(Source data)
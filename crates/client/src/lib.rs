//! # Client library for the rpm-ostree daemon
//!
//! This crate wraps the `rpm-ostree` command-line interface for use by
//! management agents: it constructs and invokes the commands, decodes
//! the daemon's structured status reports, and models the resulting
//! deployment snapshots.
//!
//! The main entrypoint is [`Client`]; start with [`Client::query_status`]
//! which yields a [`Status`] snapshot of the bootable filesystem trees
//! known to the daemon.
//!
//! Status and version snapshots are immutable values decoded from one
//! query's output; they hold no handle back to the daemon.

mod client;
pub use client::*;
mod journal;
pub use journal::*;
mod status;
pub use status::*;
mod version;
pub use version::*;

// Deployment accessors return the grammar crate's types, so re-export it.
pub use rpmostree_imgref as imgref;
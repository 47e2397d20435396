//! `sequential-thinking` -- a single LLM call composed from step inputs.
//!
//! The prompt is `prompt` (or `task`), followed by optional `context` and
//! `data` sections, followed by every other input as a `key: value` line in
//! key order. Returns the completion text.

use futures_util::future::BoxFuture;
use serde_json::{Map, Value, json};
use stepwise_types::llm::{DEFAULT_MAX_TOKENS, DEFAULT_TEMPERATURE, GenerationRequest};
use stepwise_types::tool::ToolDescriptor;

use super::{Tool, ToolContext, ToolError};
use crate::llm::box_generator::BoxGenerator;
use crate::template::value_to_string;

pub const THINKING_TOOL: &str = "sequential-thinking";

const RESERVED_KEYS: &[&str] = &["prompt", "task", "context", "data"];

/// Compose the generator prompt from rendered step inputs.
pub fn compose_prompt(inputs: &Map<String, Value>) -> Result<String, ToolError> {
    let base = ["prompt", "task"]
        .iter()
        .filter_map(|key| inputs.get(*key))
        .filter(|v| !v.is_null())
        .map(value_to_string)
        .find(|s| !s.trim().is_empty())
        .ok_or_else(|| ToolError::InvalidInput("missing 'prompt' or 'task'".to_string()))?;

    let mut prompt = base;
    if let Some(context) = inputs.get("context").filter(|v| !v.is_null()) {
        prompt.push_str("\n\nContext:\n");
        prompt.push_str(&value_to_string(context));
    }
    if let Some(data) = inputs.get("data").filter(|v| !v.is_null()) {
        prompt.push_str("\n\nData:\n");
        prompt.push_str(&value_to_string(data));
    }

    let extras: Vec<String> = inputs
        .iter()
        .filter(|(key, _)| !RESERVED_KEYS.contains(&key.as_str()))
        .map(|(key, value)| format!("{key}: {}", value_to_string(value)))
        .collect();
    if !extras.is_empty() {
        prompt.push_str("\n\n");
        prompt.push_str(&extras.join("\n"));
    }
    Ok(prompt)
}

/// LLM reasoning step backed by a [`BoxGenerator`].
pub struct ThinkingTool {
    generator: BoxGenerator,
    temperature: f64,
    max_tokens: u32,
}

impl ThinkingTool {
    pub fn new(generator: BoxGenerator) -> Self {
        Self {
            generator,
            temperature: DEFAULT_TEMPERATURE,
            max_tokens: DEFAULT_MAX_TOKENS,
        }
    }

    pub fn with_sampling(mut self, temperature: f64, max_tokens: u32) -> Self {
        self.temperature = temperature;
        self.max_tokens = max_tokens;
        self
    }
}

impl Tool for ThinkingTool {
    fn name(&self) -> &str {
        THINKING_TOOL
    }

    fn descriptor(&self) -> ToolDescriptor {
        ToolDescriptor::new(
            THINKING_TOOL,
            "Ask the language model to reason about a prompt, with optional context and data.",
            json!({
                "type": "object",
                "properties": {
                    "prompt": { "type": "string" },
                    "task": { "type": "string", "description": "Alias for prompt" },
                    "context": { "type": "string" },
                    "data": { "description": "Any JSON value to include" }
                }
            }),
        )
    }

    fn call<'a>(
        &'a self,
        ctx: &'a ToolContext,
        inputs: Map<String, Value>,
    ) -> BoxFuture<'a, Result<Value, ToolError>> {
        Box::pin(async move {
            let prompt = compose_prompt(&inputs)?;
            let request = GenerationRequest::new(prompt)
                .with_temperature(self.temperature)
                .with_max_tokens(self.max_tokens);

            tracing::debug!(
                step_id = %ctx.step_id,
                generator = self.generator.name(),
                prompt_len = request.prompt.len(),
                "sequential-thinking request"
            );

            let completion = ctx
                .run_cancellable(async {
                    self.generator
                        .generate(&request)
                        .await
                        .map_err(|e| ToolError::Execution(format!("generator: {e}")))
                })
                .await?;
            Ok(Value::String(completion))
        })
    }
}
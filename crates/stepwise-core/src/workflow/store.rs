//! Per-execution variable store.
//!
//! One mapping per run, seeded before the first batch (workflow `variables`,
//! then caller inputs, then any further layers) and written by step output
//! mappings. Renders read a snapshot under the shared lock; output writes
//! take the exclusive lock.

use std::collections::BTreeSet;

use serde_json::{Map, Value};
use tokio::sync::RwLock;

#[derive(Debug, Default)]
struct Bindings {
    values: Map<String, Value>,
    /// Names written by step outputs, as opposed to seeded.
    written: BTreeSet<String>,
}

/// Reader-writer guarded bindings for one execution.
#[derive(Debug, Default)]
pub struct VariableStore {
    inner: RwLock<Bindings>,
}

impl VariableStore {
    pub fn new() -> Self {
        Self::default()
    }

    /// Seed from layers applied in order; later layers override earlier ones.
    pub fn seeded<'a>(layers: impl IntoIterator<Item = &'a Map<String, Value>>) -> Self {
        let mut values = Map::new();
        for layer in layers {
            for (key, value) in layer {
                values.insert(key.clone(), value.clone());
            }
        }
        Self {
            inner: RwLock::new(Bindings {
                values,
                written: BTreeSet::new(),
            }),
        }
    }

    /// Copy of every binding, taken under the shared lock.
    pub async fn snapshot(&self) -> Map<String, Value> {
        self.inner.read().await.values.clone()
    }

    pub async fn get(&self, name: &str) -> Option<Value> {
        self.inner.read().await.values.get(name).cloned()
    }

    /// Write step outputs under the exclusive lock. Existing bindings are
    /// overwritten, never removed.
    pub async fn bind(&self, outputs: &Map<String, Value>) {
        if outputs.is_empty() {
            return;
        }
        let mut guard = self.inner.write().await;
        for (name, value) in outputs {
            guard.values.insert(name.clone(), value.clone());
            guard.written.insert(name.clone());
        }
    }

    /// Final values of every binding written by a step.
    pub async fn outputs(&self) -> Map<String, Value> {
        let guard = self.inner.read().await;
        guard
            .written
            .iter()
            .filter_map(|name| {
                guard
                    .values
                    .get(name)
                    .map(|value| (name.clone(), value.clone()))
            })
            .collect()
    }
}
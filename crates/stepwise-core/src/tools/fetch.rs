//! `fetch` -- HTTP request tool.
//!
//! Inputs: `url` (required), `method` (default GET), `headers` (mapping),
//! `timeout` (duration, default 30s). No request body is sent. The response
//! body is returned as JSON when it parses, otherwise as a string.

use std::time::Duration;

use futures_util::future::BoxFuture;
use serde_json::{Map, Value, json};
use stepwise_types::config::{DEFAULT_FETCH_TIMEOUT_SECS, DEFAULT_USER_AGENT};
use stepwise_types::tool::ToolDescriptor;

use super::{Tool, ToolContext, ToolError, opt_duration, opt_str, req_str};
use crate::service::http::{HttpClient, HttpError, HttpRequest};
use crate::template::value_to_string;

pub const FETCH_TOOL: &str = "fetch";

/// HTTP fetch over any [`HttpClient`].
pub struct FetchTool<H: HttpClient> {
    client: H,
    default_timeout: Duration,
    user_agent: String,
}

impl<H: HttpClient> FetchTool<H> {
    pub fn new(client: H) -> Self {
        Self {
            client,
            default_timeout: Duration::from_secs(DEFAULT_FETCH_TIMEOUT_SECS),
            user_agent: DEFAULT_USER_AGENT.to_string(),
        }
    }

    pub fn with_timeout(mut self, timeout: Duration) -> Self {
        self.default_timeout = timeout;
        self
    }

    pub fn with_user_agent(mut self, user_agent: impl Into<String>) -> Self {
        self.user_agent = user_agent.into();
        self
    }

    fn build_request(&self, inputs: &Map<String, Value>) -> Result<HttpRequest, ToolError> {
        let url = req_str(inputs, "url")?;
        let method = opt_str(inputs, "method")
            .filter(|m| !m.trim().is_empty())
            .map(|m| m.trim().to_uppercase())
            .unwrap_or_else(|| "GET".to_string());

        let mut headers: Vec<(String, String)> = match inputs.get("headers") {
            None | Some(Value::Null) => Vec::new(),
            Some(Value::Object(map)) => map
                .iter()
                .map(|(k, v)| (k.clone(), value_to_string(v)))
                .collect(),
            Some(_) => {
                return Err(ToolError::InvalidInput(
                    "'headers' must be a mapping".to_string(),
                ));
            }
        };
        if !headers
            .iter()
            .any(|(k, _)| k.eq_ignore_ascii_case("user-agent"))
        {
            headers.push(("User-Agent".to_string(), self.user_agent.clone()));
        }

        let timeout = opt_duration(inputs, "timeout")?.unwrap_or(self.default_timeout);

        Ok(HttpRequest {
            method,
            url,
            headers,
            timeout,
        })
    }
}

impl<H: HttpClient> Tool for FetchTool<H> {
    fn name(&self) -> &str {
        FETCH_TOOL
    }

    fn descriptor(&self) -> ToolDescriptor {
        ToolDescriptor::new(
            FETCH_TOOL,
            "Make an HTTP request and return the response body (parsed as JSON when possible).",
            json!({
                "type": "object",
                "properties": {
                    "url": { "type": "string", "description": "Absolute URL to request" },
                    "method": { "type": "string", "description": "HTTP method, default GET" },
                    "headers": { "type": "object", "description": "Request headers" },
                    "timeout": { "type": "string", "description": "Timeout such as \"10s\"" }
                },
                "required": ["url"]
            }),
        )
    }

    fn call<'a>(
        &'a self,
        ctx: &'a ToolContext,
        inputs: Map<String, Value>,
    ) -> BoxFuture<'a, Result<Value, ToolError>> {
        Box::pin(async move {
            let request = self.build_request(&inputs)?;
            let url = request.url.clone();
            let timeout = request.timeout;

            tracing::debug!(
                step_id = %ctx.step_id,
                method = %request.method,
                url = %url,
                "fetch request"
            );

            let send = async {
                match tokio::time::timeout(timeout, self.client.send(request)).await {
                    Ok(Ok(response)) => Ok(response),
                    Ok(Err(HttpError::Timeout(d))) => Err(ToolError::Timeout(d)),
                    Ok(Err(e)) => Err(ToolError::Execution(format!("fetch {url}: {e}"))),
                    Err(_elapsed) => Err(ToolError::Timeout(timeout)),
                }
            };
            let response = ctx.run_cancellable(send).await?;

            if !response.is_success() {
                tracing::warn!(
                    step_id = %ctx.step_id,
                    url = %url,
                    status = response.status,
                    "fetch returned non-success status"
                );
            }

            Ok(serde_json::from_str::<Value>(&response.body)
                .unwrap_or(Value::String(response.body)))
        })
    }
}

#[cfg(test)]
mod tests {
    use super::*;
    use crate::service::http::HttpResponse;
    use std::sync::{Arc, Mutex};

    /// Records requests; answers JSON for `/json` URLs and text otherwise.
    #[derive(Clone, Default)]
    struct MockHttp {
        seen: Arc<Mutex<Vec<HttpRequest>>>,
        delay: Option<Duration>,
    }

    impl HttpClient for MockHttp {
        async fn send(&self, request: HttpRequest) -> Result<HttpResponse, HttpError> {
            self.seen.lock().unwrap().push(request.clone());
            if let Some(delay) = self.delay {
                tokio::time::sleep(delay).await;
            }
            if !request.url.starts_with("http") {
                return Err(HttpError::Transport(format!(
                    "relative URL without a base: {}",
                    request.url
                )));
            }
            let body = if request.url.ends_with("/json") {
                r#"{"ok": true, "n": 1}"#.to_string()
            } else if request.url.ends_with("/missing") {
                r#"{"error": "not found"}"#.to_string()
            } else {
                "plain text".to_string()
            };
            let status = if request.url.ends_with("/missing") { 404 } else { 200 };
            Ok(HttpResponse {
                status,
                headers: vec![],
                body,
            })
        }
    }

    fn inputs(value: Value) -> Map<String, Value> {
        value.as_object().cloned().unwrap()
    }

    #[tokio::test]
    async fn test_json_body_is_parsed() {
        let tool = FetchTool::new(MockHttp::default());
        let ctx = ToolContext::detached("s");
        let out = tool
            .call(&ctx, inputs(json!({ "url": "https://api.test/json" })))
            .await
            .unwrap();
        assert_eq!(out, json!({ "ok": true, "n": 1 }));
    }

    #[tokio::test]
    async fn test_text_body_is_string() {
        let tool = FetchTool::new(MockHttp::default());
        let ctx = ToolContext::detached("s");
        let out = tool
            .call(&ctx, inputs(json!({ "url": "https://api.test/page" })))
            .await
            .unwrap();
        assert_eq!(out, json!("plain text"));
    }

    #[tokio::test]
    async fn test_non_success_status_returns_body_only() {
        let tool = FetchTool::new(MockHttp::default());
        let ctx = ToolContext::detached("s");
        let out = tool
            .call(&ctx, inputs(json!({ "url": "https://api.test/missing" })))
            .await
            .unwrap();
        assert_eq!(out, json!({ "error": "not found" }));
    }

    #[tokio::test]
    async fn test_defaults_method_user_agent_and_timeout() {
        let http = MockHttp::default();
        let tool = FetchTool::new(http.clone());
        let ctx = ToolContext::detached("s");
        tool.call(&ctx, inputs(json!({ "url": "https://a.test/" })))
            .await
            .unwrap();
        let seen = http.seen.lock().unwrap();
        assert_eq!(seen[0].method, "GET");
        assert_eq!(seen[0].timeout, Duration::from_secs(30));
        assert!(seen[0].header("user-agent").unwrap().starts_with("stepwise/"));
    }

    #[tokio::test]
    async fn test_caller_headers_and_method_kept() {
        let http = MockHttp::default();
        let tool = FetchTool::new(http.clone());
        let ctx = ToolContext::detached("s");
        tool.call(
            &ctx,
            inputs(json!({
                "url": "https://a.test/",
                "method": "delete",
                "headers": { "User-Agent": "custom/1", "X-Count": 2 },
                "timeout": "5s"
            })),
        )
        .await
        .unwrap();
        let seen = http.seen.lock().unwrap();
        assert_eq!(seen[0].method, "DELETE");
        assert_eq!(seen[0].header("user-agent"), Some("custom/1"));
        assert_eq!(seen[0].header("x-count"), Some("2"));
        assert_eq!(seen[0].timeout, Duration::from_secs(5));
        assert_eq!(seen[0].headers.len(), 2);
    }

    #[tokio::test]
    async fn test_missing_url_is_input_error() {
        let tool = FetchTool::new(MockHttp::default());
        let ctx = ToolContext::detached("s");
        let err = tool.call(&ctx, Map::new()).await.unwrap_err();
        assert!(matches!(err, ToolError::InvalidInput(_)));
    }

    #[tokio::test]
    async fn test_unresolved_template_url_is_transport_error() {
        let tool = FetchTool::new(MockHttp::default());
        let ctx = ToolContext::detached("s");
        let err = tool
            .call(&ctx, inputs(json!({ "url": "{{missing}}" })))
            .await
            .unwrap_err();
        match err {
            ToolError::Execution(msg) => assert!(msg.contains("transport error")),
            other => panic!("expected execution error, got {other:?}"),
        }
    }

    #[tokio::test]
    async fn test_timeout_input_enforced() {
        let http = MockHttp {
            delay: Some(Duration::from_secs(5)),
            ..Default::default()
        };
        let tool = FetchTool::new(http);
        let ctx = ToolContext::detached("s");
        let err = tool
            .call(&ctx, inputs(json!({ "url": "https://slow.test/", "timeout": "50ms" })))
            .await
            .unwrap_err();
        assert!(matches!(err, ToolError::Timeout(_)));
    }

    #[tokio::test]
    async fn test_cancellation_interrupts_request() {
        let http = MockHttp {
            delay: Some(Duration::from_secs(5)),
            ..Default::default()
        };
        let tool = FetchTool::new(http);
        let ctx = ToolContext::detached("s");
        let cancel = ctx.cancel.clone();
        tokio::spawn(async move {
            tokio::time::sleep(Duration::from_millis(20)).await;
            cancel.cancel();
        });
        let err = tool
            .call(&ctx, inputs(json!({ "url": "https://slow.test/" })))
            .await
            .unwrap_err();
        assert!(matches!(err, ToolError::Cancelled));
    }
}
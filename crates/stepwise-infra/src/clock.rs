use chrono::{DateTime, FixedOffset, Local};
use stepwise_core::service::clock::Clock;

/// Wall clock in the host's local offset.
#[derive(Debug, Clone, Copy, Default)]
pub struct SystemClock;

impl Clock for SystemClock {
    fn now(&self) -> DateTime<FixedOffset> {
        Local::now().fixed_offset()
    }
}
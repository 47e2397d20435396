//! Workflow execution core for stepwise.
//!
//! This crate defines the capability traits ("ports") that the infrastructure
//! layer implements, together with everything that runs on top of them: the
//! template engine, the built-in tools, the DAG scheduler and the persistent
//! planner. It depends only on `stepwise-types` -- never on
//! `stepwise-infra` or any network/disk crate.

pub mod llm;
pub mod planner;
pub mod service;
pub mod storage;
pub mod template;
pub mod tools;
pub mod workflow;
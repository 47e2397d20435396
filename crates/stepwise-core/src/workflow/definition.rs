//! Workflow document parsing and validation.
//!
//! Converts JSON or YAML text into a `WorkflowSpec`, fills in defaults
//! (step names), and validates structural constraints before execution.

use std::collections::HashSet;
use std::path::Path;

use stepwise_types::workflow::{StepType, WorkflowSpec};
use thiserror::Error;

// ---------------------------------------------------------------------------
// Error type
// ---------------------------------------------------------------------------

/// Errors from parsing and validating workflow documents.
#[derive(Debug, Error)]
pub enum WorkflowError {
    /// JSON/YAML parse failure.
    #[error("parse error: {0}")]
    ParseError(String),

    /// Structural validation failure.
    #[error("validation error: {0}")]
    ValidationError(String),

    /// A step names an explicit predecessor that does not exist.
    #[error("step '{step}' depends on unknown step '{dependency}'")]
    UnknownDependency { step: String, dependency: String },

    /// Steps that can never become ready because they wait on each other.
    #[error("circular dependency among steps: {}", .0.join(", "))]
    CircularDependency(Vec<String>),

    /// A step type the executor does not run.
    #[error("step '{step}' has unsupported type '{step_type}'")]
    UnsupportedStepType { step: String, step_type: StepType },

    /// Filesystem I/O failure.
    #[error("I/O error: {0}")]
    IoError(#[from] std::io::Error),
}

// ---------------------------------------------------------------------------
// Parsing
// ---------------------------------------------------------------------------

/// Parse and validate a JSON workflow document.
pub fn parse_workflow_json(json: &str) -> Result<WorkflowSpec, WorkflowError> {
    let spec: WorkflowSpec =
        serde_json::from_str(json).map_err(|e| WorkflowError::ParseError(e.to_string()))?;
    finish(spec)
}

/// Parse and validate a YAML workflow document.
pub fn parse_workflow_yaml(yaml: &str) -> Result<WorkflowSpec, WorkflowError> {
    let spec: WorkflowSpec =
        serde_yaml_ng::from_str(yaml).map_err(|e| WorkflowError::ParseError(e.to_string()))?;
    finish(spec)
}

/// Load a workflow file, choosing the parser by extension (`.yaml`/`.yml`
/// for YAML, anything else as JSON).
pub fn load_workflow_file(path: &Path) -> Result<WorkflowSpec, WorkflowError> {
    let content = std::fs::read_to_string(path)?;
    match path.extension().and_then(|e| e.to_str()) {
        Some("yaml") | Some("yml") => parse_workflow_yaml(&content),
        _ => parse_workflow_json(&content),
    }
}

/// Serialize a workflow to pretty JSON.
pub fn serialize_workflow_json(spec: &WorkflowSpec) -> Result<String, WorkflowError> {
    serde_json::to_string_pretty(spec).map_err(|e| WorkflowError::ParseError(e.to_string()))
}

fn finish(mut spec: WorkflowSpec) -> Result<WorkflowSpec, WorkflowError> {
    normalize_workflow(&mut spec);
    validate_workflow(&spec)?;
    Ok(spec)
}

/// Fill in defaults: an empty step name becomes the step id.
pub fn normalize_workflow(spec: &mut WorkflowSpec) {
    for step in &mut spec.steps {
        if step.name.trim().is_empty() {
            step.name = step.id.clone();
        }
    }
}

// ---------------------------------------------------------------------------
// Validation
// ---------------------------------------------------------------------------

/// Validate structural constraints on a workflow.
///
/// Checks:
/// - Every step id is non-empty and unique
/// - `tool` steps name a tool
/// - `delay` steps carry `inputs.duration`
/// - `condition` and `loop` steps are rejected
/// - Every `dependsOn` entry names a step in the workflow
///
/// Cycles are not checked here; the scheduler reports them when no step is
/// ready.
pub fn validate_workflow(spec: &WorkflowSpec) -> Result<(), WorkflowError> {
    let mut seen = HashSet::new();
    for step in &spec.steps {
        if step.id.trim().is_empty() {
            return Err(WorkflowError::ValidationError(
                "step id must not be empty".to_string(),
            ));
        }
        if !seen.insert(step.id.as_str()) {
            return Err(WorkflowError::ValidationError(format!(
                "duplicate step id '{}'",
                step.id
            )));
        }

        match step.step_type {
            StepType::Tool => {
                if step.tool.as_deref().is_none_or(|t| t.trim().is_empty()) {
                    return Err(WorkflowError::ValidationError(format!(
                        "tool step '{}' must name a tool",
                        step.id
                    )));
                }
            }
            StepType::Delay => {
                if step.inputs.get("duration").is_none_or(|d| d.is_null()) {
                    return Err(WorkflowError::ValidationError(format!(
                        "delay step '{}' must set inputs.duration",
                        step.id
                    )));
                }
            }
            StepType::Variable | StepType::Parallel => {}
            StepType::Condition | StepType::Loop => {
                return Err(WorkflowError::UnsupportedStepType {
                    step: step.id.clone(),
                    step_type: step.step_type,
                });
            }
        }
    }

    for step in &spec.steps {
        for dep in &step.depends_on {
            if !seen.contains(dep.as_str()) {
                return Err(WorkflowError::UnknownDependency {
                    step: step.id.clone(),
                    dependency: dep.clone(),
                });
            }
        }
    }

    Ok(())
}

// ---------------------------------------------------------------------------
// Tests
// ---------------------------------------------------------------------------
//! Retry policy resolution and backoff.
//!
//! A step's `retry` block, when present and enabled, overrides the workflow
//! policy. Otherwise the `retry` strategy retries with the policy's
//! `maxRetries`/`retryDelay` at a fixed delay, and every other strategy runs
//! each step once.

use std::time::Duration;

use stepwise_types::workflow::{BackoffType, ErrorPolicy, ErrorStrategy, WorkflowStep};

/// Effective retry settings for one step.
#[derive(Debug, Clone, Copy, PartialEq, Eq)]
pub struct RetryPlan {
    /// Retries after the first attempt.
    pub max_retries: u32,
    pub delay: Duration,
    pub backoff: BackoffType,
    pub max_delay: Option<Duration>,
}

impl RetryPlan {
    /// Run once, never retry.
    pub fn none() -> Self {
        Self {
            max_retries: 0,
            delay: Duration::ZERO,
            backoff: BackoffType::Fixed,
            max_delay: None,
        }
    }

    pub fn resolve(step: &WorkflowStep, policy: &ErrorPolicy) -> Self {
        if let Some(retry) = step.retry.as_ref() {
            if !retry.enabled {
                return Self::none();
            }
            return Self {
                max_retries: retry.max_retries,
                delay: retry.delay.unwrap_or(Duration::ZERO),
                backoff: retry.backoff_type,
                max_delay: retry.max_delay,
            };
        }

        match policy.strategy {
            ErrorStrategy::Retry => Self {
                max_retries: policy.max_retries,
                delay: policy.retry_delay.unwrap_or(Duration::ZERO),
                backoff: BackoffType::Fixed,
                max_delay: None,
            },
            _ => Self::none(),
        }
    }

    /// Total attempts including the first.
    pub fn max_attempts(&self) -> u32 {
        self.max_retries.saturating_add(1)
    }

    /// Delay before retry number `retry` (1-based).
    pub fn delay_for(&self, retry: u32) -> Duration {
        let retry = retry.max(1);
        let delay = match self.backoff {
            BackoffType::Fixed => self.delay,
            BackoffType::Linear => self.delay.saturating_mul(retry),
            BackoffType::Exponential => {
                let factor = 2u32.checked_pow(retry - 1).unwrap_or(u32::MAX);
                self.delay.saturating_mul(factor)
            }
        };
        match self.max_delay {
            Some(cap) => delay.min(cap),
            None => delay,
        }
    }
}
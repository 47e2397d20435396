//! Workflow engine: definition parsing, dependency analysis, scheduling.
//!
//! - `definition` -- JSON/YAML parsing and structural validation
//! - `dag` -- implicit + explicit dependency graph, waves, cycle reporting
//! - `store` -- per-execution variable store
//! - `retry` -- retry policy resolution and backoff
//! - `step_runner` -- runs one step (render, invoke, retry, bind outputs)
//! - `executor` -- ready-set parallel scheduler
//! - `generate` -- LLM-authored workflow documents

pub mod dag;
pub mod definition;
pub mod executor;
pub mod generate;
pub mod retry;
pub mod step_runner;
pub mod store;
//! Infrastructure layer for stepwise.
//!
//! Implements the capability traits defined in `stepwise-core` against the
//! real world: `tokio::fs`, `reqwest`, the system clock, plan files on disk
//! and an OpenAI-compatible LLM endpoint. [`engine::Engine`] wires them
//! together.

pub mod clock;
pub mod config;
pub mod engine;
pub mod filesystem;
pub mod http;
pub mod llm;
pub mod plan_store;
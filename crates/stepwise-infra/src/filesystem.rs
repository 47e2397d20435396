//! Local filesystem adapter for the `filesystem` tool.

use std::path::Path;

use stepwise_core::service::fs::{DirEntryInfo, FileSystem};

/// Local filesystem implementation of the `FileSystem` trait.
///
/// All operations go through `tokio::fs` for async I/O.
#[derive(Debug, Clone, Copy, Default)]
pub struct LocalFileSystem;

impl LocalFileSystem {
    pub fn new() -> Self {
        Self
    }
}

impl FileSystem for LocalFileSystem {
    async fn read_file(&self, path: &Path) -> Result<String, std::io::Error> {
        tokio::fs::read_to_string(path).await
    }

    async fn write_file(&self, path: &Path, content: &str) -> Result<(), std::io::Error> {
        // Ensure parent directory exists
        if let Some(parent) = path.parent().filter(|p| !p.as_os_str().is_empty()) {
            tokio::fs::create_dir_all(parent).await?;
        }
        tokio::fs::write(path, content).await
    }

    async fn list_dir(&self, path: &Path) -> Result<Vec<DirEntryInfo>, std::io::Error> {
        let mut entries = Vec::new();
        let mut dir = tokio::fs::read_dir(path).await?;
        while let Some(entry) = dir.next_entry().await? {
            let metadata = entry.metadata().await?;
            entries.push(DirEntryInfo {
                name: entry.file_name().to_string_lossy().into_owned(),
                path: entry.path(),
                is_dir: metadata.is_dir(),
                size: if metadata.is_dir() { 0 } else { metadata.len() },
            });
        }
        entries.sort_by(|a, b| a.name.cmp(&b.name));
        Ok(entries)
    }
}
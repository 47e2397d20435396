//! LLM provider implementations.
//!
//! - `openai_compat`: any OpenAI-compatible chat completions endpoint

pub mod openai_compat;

ABOUT THIS EXERCISE: Every line holding the word "resolution" should be copied out of the records above.

SOLVED PROBLEM:
//! Retry policy resolution and backoff.
//! - `retry` -- retry policy resolution and backoff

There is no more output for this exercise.